Last Updated on August 5, 2015

NZ Dairy CowsThe degeneration of the New Zealand Dairy Industry is happening fast. New Zealand, by fault of its expanding diary production and the industrialisation of farming as a practice, is becoming a significant supporter of deforestation in places like Malaysia. Native jungles are cleared for the production of palm kernel products, and the majority of dairy herd feed supplementation in New Zealand contains palm kernel expeller. So not only is the dairy industry destroying and polluting natural water ways in New Zealand, it is also destroying jungles in far away lands.

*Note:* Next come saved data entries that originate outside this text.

/*!
 * Tests for application configuration
 */

use anyhow::Result;
use myansub::app_config::{Config, LogLevel};
use crate::common;

/// Test default configuration values
#[test]
fn test_default_config_shouldHaveExpectedValues() {
    let config = Config::default();

    assert_eq!(config.job.batch_size, 25);
    assert_eq!(config.job.max_auto_translate, 1000);
    assert!(config.job.database_path.is_none());

    assert_eq!(config.translation.model, "gemini-2.5-flash");
    assert_eq!(config.translation.temperature, 0.0);
    assert_eq!(config.translation.retry_count, 2);
    assert_eq!(config.translation.retry_delay_ms, 1000);

    assert_eq!(
        config.opensubtitles.endpoint,
        "https://api.opensubtitles.com/api/v1"
    );
    assert_eq!(config.log_level, LogLevel::Info);
}

/// Test config save and load round trip
#[test]
fn test_save_and_load_shouldRoundTrip() -> Result<()> {
    let temp_dir = common::create_temp_dir()?;
    let config_path = temp_dir.path().join("conf.json");

    let mut config = Config::default();
    config.job.batch_size = 50;
    config.translation.model = "gemini-2.5-pro".to_string();
    config.save(&config_path)?;

    let loaded = Config::load_or_create(&config_path)?;

    assert_eq!(loaded.job.batch_size, 50);
    assert_eq!(loaded.translation.model, "gemini-2.5-pro");
    Ok(())
}

/// Test that a missing config file is created with defaults
#[test]
fn test_load_or_create_withMissingFile_shouldWriteDefaults() -> Result<()> {
    let temp_dir = common::create_temp_dir()?;
    let config_path = temp_dir.path().join("conf.json");

    assert!(!config_path.exists());
    let config = Config::load_or_create(&config_path)?;

    assert!(config_path.exists());
    assert_eq!(config.job.batch_size, 25);
    Ok(())
}

/// Test that partial config files pick up defaults for missing sections
#[test]
fn test_load_or_create_withPartialFile_shouldFillDefaults() -> Result<()> {
    let temp_dir = common::create_temp_dir()?;
    let config_path = common::create_test_file(
        &temp_dir.path().to_path_buf(),
        "conf.json",
        r#"{ "job": { "batch_size": 5 } }"#,
    )?;

    let config = Config::load_or_create(&config_path)?;

    assert_eq!(config.job.batch_size, 5);
    assert_eq!(config.job.max_auto_translate, 1000);
    assert_eq!(config.translation.model, "gemini-2.5-flash");
    Ok(())
}

/// Test validation of required API keys
#[test]
fn test_validate_withMissingApiKeys_shouldFail() {
    let mut config = Config::default();
    config.translation.api_key = String::new();
    config.opensubtitles.api_key = String::new();
    assert!(config.validate().is_err());

    config.translation.api_key = "gemini-key".to_string();
    assert!(config.validate().is_err());

    config.opensubtitles.api_key = "os-key".to_string();
    assert!(config.validate().is_ok());
}

/// Test that job settings validate on their own without any API keys,
/// so offline commands never demand credentials
#[test]
fn test_validate_job_withoutApiKeys_shouldPass() {
    let mut config = Config::default();
    config.translation.api_key = String::new();
    config.opensubtitles.api_key = String::new();

    assert!(config.validate_job().is_ok());
    assert!(config.validate_opensubtitles().is_err());
    assert!(config.validate_translation().is_err());
}

/// Test that each service key validates independently of the other
#[test]
fn test_validate_opensubtitles_withKeyOnly_shouldPass() {
    let mut config = Config::default();
    config.opensubtitles.api_key = "os-key".to_string();
    config.translation.api_key = String::new();

    assert!(config.validate_opensubtitles().is_ok());
    assert!(config.validate_translation().is_err());
}

/// Test validation of job planning bounds
#[test]
fn test_validate_withZeroBounds_shouldFail() {
    let mut config = Config::default();
    config.translation.api_key = "k".to_string();
    config.opensubtitles.api_key = "k".to_string();

    config.job.batch_size = 0;
    assert!(config.validate().is_err());

    config.job.batch_size = 25;
    config.job.max_auto_translate = 0;
    assert!(config.validate().is_err());
}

New Zealand was for a long time renowned as having some of the highest quality milk and dairy products in the world. Relative to the dairy industry in most other industrialised countries, New Zealand dairy is likely still some of the finest to be found in large commercial quantities, but it is going downhill… fast. Our milk is, thankfully, still devoid of antibiotics and artificial growth hormones (unlike US milk), but the milk we find for sale today in New Zealand is a far cry from the milk our parents and grandparents had access to.

Adulteration and dilution

Gone are the days of New Zealand dairy being exclusively grass-fed. Significant evidence indications milk has the best health properties when from grass-fed cows. Feed them anything else, and it’s goes against nature, and stuffs up the health fat profile found in natural dairy. It is common practice to supplement dairy cow feed with formulas containing palm kernel expeller, among other things. Something else many New Zealanders don’t realise is that common New Zealand milk is intentionally adulterated and diluted. Aside from the potential health-related evils of pasteurisation and homogenisation, New Zealand milk is now a standardised product. Protein is removed (and sold off in as a raw material for other products), and then other milk solids (typically the sugars permeate and lactose, left over from cheese production) are added into the milk to bring the milk back to the consistency consumers are accustomed to. It might have a favorable consistency (might), but it certain doesn’t have the same natural composition as “real” milk. The industry (Fonterra, essentially) calls this “standardisation” (of the protein levels through the year), but many argue it is simply a way to generate an additional revenue stream by selling milk protein, and increasing profits on milk (by effectively diluting it). What comes out of the cows udder and what you likely find in your milk carton are two quite different products. [Highly recommended reading: How Green – and real – is your milk? http://bit.ly/1nK5BEn]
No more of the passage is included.